(Exercise data)

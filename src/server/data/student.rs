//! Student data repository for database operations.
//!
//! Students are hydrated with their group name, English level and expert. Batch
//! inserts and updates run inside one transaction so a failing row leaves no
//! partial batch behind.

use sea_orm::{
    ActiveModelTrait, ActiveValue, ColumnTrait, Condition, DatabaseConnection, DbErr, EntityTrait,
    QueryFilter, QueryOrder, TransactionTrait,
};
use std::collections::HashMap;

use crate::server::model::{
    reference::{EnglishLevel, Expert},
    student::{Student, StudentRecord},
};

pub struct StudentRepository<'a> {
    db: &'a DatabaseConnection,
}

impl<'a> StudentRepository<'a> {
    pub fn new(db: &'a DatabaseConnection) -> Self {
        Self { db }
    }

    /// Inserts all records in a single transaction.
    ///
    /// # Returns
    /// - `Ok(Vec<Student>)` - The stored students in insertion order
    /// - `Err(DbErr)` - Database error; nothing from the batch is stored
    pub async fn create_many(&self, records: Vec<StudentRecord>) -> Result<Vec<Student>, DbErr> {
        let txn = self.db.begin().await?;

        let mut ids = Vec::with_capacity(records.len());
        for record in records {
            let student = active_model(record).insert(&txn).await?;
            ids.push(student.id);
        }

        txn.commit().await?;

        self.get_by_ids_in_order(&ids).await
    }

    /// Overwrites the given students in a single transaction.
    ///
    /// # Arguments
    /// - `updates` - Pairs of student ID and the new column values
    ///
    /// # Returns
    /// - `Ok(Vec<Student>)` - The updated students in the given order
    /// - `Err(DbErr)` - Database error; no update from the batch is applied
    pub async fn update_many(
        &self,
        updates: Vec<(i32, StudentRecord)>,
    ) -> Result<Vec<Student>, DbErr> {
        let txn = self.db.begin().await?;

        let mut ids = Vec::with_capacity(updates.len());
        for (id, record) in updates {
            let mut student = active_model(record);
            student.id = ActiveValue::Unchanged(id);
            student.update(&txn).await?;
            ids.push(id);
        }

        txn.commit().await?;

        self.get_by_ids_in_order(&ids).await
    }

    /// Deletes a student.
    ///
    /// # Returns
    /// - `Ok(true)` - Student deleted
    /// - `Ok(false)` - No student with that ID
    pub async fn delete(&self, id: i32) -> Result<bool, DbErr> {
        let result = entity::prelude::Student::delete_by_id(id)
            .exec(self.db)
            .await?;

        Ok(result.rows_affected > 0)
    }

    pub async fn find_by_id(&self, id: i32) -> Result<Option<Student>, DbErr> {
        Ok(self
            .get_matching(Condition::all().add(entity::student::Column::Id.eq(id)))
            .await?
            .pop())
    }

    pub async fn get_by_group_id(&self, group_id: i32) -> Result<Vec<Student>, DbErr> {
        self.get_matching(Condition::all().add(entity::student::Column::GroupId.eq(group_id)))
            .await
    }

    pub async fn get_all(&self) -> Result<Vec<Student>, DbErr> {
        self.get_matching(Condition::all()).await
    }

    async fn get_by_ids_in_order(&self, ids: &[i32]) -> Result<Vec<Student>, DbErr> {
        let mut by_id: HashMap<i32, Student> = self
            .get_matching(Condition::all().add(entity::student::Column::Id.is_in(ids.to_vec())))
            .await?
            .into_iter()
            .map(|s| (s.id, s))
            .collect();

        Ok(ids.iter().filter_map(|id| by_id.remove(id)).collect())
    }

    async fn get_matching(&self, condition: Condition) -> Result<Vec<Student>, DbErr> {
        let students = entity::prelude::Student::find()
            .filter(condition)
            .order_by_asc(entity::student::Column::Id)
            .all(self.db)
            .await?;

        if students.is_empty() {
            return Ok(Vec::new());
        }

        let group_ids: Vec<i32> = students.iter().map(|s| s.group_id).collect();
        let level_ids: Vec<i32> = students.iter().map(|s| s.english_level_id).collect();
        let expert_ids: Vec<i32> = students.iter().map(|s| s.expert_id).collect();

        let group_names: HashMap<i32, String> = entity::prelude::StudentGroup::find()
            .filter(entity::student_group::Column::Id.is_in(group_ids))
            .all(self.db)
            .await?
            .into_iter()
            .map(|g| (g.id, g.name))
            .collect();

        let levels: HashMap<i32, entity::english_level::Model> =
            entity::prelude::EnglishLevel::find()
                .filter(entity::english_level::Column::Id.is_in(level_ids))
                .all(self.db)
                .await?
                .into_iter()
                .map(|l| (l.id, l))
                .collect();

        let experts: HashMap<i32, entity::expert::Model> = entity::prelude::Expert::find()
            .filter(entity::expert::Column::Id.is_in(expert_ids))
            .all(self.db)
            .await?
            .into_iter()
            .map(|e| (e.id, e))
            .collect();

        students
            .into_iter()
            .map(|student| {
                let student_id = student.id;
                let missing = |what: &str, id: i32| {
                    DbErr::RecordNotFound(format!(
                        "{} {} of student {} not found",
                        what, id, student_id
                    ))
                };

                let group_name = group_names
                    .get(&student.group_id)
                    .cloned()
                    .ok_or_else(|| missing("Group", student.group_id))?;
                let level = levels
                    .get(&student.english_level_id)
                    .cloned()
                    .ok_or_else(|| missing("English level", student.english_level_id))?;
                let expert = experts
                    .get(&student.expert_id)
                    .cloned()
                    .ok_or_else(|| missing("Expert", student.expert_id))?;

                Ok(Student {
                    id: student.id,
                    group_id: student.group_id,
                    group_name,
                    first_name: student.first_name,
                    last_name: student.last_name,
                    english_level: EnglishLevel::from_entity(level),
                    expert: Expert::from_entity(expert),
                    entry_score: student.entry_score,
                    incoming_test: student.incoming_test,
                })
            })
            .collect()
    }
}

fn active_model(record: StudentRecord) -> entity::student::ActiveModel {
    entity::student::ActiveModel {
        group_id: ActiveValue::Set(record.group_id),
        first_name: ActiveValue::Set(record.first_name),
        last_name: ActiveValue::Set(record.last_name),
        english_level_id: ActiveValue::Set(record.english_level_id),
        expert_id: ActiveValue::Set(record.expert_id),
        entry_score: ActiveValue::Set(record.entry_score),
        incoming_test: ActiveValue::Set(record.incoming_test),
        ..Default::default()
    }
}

(End Exercise data)

* [Work to complete]
Reproduce the entries so that each line reads exactly as it did before.

* [Answer box]
filename src/server/data/student.rs
//! Student data repository for database operations.
//!
//! Students are hydrated with their group name, English level and expert. Batch
//! inserts and updates run inside one transaction so a failing row leaves no
//! partial batch behind.

use sea_orm::{
    ActiveModelTrait, ActiveValue, ColumnTrait, Condition, DatabaseConnection, DbErr, EntityTrait,
    QueryFilter, QueryOrder, TransactionTrait,
};
use std::collections::HashMap;

use crate::server::model::{
    reference::{EnglishLevel, Expert},
    student::{Student, StudentRecord},
};

pub struct StudentRepository<'a> {
    db: &'a DatabaseConnection,
}

impl<'a> StudentRepository<'a> {
    pub fn new(db: &'a DatabaseConnection) -> Self {
        Self { db }
    }

    /// Inserts all records in a single transaction.
    ///
    /// # Returns
    /// - `Ok(Vec<Student>)` - The stored students in insertion order
    /// - `Err(DbErr)` - Database error; nothing from the batch is stored
    pub async fn create_many(&self, records: Vec<StudentRecord>) -> Result<Vec<Student>, DbErr> {
        let txn = self.db.begin().await?;

        let mut ids = Vec::with_capacity(records.len());
        for record in records {
            let student = active_model(record).insert(&txn).await?;
            ids.push(student.id);
        }

        txn.commit().await?;

        self.get_by_ids_in_order(&ids).await
    }

    /// Overwrites the given students in a single transaction.
    ///
    /// # Arguments
    /// - `updates` - Pairs of student ID and the new column values
    ///
    /// # Returns
    /// - `Ok(Vec<Student>)` - The updated students in the given order
    /// - `Err(DbErr)` - Database error; no update from the batch is applied
    pub async fn update_many(
        &self,
        updates: Vec<(i32, StudentRecord)>,
    ) -> Result<Vec<Student>, DbErr> {
        let txn = self.db.begin().await?;

        let mut ids = Vec::with_capacity(updates.len());
        for (id, record) in updates {
            let mut student = active_model(record);
            student.id = ActiveValue::Unchanged(id);
            student.update(&txn).await?;
            ids.push(id);
        }

        txn.commit().await?;

        self.get_by_ids_in_order(&ids).await
    }

    /// Deletes a student.
    ///
    /// # Returns
    /// - `Ok(true)` - Student deleted
    /// - `Ok(false)` - No student with that ID
    pub async fn delete(&self, id: i32) -> Result<bool, DbErr> {
        let result = entity::prelude::Student::delete_by_id(id)
            .exec(self.db)
            .await?;

        Ok(result.rows_affected > 0)
    }

    pub async fn find_by_id(&self, id: i32) -> Result<Option<Student>, DbErr> {
        Ok(self
            .get_matching(Condition::all().add(entity::student::Column::Id.eq(id)))
            .await?
            .pop())
    }

    pub async fn get_by_group_id(&self, group_id: i32) -> Result<Vec<Student>, DbErr> {
        self.get_matching(Condition::all().add(entity::student::Column::GroupId.eq(group_id)))
            .await
    }

    pub async fn get_all(&self) -> Result<Vec<Student>, DbErr> {
        self.get_matching(Condition::all()).await
    }

    async fn get_by_ids_in_order(&self, ids: &[i32]) -> Result<Vec<Student>, DbErr> {
        let mut by_id: HashMap<i32, Student> = self
            .get_matching(Condition::all().add(entity::student::Column::Id.is_in(ids.to_vec())))
            .await?
            .into_iter()
            .map(|s| (s.id, s))
            .collect();

        Ok(ids.iter().filter_map(|id| by_id.remove(id)).collect())
    }

    async fn get_matching(&self, condition: Condition) -> Result<Vec<Student>, DbErr> {
        let students = entity::prelude::Student::find()
            .filter(condition)
            .order_by_asc(entity::student::Column::Id)
            .all(self.db)
            .await?;

        if students.is_empty() {
            return Ok(Vec::new());
        }

        let group_ids: Vec<i32> = students.iter().map(|s| s.group_id).collect();
        let level_ids: Vec<i32> = students.iter().map(|s| s.english_level_id).collect();
        let expert_ids: Vec<i32> = students.iter().map(|s| s.expert_id).collect();

        let group_names: HashMap<i32, String> = entity::prelude::StudentGroup::find()
            .filter(entity::student_group::Column::Id.is_in(group_ids))
            .all(self.db)
            .await?
            .into_iter()
            .map(|g| (g.id, g.name))
            .collect();

        let levels: HashMap<i32, entity::english_level::Model> =
            entity::prelude::EnglishLevel::find()
                .filter(entity::english_level::Column::Id.is_in(level_ids))
                .all(self.db)
                .await?
                .into_iter()
                .map(|l| (l.id, l))
                .collect();

        let experts: HashMap<i32, entity::expert::Model> = entity::prelude::Expert::find()
            .filter(entity::expert::Column::Id.is_in(expert_ids))
            .all(self.db)
            .await?
            .into_iter()
            .map(|e| (e.id, e))
            .collect();

        students
            .into_iter()
            .map(|student| {
                let student_id = student.id;
                let missing = |what: &str, id: i32| {
                    DbErr::RecordNotFound(format!(
                        "{} {} of student {} not found",
                        what, id, student_id
                    ))
                };

                let group_name = group_names
                    .get(&student.group_id)
                    .cloned()
                    .ok_or_else(|| missing("Group", student.group_id))?;
                let level = levels
                    .get(&student.english_level_id)
                    .cloned()
                    .ok_or_else(|| missing("English level", student.english_level_id))?;
                let expert = experts
                    .get(&student.expert_id)
                    .cloned()
                    .ok_or_else(|| missing("Expert", student.expert_id))?;

                Ok(Student {
                    id: student.id,
                    group_id: student.group_id,
                    group_name,
                    first_name: student.first_name,
                    last_name: student.last_name,
                    english_level: EnglishLevel::from_entity(level),
                    expert: Expert::from_entity(expert),
                    entry_score: student.entry_score,
                    incoming_test: student.incoming_test,
                })
            })
            .collect()
    }
}

fn active_model(record: StudentRecord) -> entity::student::ActiveModel {
    entity::student::ActiveModel {
        group_id: ActiveValue::Set(record.group_id),
        first_name: ActiveValue::Set(record.first_name),
        last_name: ActiveValue::Set(record.last_name),
        english_level_id: ActiveValue::Set(record.english_level_id),
        expert_id: ActiveValue::Set(record.expert_id),
        entry_score: ActiveValue::Set(record.entry_score),
        incoming_test: ActiveValue::Set(record.incoming_test),
        ..Default::default()
    }
}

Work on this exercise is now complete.